Objective: To develop and evaluate a questionnaire assessing nurses' self-efficacy for labor support and to describe nurses' perceptions of factors assisting and preventing the provision of labor support.
Design: Two surveys completed by participants.
Setting: Five Canadian hospitals.
Participants: For Phase 1, 81% (55/68) of maternity nurses at one hospital participated; for Phase 2, 88% (152/173) of labor and delivery (L&D) nurses at four hospitals participated.
Main outcomes: Phase 1, psychometric properties of a new scale; Phase 2, nurses' self-efficacy for labor support and content analysis of nurses' comments.

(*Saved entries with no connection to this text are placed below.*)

//! Web application configuration loaded from environment variables.
//!
//! # Environment Variables
//!
//! ## Required
//! - `MOORLINE_BASE_URL` - Public URL for this web application
//! - `MOORLINE_SESSION_SECRET` - Session secret (min 32 chars, high entropy)
//! - `AUTH_AUTHORIZE_URL` - Identity provider's hosted sign-in URL
//!
//! ## Optional
//! - `MOORLINE_HOST` - Bind address (default: 127.0.0.1)
//! - `MOORLINE_PORT` - Listen port (default: 3000)
//! - `MOORLINE_API_URL` - Moorline API base URL; when unset, API calls go
//!   through the same-origin proxy path under `MOORLINE_BASE_URL`
//! - `SENTRY_DSN` - Sentry error tracking DSN
//! - `SENTRY_ENVIRONMENT` - Sentry environment name

use std::collections::HashMap;
use std::net::{IpAddr, SocketAddr};

use secrecy::{ExposeSecret, SecretString};
use thiserror::Error;

const MIN_SESSION_SECRET_LENGTH: usize = 32;
const MIN_ENTROPY_BITS_PER_CHAR: f64 = 3.3;

/// Blocklist of common placeholder patterns (case-insensitive)
const PLACEHOLDER_PATTERNS: &[&str] = &[
    "your-",
    "changeme",
    "replace",
    "placeholder",
    "example",
    "secret",
    "password",
    "xxx",
    "todo",
    "fixme",
    "insert",
    "enter-",
    "put-your",
    "add-your",
];

/// Configuration errors that can occur during loading.
#[derive(Debug, Error)]
pub enum ConfigError {
    #[error("Missing environment variable: {0}")]
    MissingEnvVar(String),
    #[error("Invalid environment variable {0}: {1}")]
    InvalidEnvVar(String, String),
    #[error("Insecure secret in {0}: {1}")]
    InsecureSecret(String, String),
}

/// Web application configuration.
#[derive(Debug, Clone)]
pub struct WebConfig {
    /// IP address to bind the server to
    pub host: IpAddr,
    /// Port to listen on
    pub port: u16,
    /// Public base URL for this application
    pub base_url: String,
    /// Session secret
    pub session_secret: SecretString,
    /// Moorline API base URL
    pub api_base_url: String,
    /// Identity provider configuration
    pub auth: AuthConfig,
    /// Sentry DSN for error tracking
    pub sentry_dsn: Option<String>,
    /// Sentry environment name
    pub sentry_environment: Option<String>,
}

/// Identity provider configuration.
///
/// Sign-in is fully delegated: the provider hosts the sign-in UI and
/// redirects back to `/auth/callback` with a bearer token the Moorline API
/// can verify.
#[derive(Debug, Clone)]
pub struct AuthConfig {
    /// The provider's hosted authorize/sign-in URL.
    pub authorize_url: String,
}

impl WebConfig {
    /// Load configuration from environment variables.
    ///
    /// Calls `dotenvy::dotenv()` to load from `.env` file if present.
    ///
    /// # Errors
    ///
    /// Returns `ConfigError` if required variables are missing, invalid, or
    /// if secrets fail validation (placeholder detection, entropy check).
    pub fn from_env() -> Result<Self, ConfigError> {
        // Load .env file if present (ignore errors if not found)
        let _ = dotenvy::dotenv();

        let host = get_env_or_default("MOORLINE_HOST", "127.0.0.1")
            .parse::<IpAddr>()
            .map_err(|e| ConfigError::InvalidEnvVar("MOORLINE_HOST".to_string(), e.to_string()))?;
        let port = get_env_or_default("MOORLINE_PORT", "3000")
            .parse::<u16>()
            .map_err(|e| ConfigError::InvalidEnvVar("MOORLINE_PORT".to_string(), e.to_string()))?;
        let base_url = get_required_env("MOORLINE_BASE_URL")?;
        let session_secret = get_validated_secret("MOORLINE_SESSION_SECRET")?;
        validate_session_secret(&session_secret, "MOORLINE_SESSION_SECRET")?;

        // Same-origin proxy path by default; a directly configured backend
        // base URL takes precedence when set.
        let api_base_url =
            get_optional_env("MOORLINE_API_URL").unwrap_or_else(|| base_url.clone());

        let auth = AuthConfig {
            authorize_url: get_required_env("AUTH_AUTHORIZE_URL")?,
        };

        let sentry_dsn = get_optional_env("SENTRY_DSN");
        let sentry_environment = get_optional_env("SENTRY_ENVIRONMENT");

        Ok(Self {
            host,
            port,
            base_url,
            session_secret,
            api_base_url,
            auth,
            sentry_dsn,
            sentry_environment,
        })
    }

    /// Returns the socket address for binding the server.
    #[must_use]
    pub const fn socket_addr(&self) -> SocketAddr {
        SocketAddr::new(self.host, self.port)
    }
}

// =============================================================================
// Helper Functions
// =============================================================================

/// Get a required environment variable.
fn get_required_env(key: &str) -> Result<String, ConfigError> {
    std::env::var(key).map_err(|_| ConfigError::MissingEnvVar(key.to_string()))
}

/// Get an optional environment variable.
fn get_optional_env(key: &str) -> Option<String> {
    std::env::var(key).ok()
}

/// Get an environment variable with a default value.
fn get_env_or_default(key: &str, default: &str) -> String {
    std::env::var(key).unwrap_or_else(|_| default.to_string())
}

/// Validate that a session secret meets minimum length requirements.
fn validate_session_secret(secret: &SecretString, var_name: &str) -> Result<(), ConfigError> {
    let value = secret.expose_secret();
    if value.len() < MIN_SESSION_SECRET_LENGTH {
        return Err(ConfigError::InsecureSecret(
            var_name.to_string(),
            format!(
                "must be at least {} characters (got {})",
                MIN_SESSION_SECRET_LENGTH,
                value.len()
            ),
        ));
    }
    Ok(())
}

/// Calculate Shannon entropy in bits per character.
fn shannon_entropy(s: &str) -> f64 {
    if s.is_empty() {
        return 0.0;
    }

    let mut freq: HashMap<char, usize> = HashMap::new();
    for c in s.chars() {
        *freq.entry(c).or_insert(0) += 1;
    }

    #[allow(clippy::cast_precision_loss)] // String length will never exceed f64 precision
    let len = s.len() as f64;
    freq.values()
        .map(|&count| {
            #[allow(clippy::cast_precision_loss)] // Character count will never exceed f64 precision
            let p = count as f64 / len;
            -p * p.log2()
        })
        .sum()
}

/// Validate that a secret is not a placeholder and has sufficient entropy.
fn validate_secret_strength(secret: &str, var_name: &str) -> Result<(), ConfigError> {
    let lower = secret.to_lowercase();

    // Check blocklist
    for pattern in PLACEHOLDER_PATTERNS {
        if lower.contains(pattern) {
            return Err(ConfigError::InsecureSecret(
                var_name.to_string(),
                format!("appears to be a placeholder (contains '{pattern}')"),
            ));
        }
    }

    // Check entropy (real secrets like API keys have high entropy)
    let entropy = shannon_entropy(secret);
    if entropy < MIN_ENTROPY_BITS_PER_CHAR {
        return Err(ConfigError::InsecureSecret(
            var_name.to_string(),
            format!(
                "entropy too low ({entropy:.2} bits/char, need >= {MIN_ENTROPY_BITS_PER_CHAR:.1}). Use a randomly generated secret."
            ),
        ));
    }

    Ok(())
}

/// Load and validate a secret from environment.
fn get_validated_secret(key: &str) -> Result<SecretString, ConfigError> {
    let value = get_required_env(key)?;
    validate_secret_strength(&value, key)?;
    Ok(SecretString::from(value))
}

#[cfg(test)]
#[allow(clippy::unwrap_used)]
mod tests {
    use super::*;

    #[test]
    fn test_shannon_entropy_empty() {
        assert!((shannon_entropy("") - 0.0).abs() < f64::EPSILON);
    }

    #[test]
    fn test_shannon_entropy_single_char() {
        // All same character = 0 entropy
        assert!((shannon_entropy("aaaaaaa") - 0.0).abs() < f64::EPSILON);
    }

    #[test]
    fn test_shannon_entropy_two_chars() {
        // "ab" has entropy of 1 bit per char (50% a, 50% b)
        let entropy = shannon_entropy("ab");
        assert!((entropy - 1.0).abs() < 0.01);
    }

    #[test]
    fn test_shannon_entropy_high() {
        // Random-looking string should have high entropy
        let entropy = shannon_entropy("aB3$xY9!mK2@nL5#");
        assert!(entropy > 3.3);
    }

    #[test]
    fn test_validate_secret_strength_placeholder() {
        let result = validate_secret_strength("your-session-key-here", "TEST_VAR");
        assert!(result.is_err());
        let err = result.unwrap_err();
        assert!(matches!(err, ConfigError::InsecureSecret(_, _)));
    }

    #[test]
    fn test_validate_secret_strength_low_entropy() {
        let result = validate_secret_strength("aaaaaaaaaaaaaaaaaaaaaaaaaaaaaaaaa", "TEST_VAR");
        assert!(result.is_err());
    }

    #[test]
    fn test_validate_secret_strength_valid() {
        // High-entropy random string
        let result = validate_secret_strength("aB3$xY9!mK2@nL5#pQ7&rT0*uW4^zC6", "TEST_VAR");
        assert!(result.is_ok());
    }

    #[test]
    fn test_validate_session_secret_too_short() {
        let secret = SecretString::from("short");
        let result = validate_session_secret(&secret, "TEST_SESSION");
        assert!(result.is_err());
    }

    #[test]
    fn test_validate_session_secret_valid_length() {
        let secret = SecretString::from("a".repeat(32));
        let result = validate_session_secret(&secret, "TEST_SESSION");
        assert!(result.is_ok());
    }

    #[test]
    fn test_socket_addr() {
        let config = WebConfig {
            host: "127.0.0.1".parse().unwrap(),
            port: 3000,
            base_url: "http://localhost:3000".to_string(),
            session_secret: SecretString::from("x".repeat(32)),
            api_base_url: "http://localhost:8000".to_string(),
            auth: AuthConfig {
                authorize_url: "https://id.moorline.app/sign-in".to_string(),
            },
            sentry_dsn: None,
            sentry_environment: None,
        };

        let addr = config.socket_addr();
        assert_eq!(addr.ip().to_string(), "127.0.0.1");
        assert_eq!(addr.port(), 3000);
    }
}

Results: Phase 1: The Cronbach's alpha coefficient of the self-efficacy scale was .98, with a test-retest correlation of r(s) = .93. Higher (more positive) self-efficacy scores were found for L&D nurses compared with postpartum nurses, p < .0001. Phase 2: Mean self-efficacy scores for L&D nurses were high (range 86.9 to 92.1 out of 98). Written comments (n = 304) about the influencing factors in each work setting were coded into the following categories: staffing, physical environment, teamwork, management support, and negative staff attitudes.
Conclusions: Phase 1 provided beginning evidence of the reliability and validity of the Self-Efficacy Labor Support Scale. Phase 2 found that L&D nurses' self-efficacy or confidence to provide labor support was high. Therefore, it is recommended that future attention needs to be focused on factors related to the provision of labor support (staffing, physical environment, teamwork, management support, and negative staff attitudes). Attention to organizational factors is vital if nurses are the professional group to provide the evidence-based practice of continuous support for women in labor.